# Exercise description:
Which lines come from the start of the records through the line that holds "const HIGH: char = '●';"? Write them out word for word.

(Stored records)
------------------------------------------------------------

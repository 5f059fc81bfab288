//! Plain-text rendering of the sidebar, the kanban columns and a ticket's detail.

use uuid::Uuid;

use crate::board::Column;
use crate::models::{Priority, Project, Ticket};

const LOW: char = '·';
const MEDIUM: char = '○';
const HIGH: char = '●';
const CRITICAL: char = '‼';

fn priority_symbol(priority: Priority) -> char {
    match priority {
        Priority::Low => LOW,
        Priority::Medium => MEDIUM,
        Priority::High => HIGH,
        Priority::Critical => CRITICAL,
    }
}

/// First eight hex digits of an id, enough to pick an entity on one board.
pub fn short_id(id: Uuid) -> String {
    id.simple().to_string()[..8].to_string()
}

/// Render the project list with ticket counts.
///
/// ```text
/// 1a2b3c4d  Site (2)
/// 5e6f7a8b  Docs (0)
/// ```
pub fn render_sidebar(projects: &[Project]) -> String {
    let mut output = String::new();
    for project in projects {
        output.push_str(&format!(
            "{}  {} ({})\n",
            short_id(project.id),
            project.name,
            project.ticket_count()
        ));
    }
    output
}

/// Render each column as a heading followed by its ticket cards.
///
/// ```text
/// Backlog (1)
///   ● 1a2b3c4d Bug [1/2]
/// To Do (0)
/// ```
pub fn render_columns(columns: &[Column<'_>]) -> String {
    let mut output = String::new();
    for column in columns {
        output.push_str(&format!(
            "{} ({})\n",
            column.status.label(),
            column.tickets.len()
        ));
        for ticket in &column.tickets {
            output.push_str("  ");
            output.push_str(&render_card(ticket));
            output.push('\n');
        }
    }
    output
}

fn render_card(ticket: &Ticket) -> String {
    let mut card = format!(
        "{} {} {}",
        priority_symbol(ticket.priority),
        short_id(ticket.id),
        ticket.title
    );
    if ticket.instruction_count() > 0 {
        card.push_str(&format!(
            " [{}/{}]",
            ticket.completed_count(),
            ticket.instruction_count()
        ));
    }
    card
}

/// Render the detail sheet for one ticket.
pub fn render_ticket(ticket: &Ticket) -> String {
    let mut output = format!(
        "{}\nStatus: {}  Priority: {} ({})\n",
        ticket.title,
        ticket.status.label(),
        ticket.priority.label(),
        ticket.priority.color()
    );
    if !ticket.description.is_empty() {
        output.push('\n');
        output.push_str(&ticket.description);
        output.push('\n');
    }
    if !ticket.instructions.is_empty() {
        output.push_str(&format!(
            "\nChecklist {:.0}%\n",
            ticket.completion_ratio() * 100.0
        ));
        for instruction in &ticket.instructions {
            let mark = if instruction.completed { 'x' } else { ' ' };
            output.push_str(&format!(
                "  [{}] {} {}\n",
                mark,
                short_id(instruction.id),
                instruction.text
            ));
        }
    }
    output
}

------------------------------------------------------------

# Answer for the task:
repository 5f059fc81bfab288
//! Plain-text rendering of the sidebar, the kanban columns and a ticket's detail.

use uuid::Uuid;

use crate::board::Column;
use crate::models::{Priority, Project, Ticket};

const LOW: char = '·';
const MEDIUM: char = '○';
const HIGH: char = '●';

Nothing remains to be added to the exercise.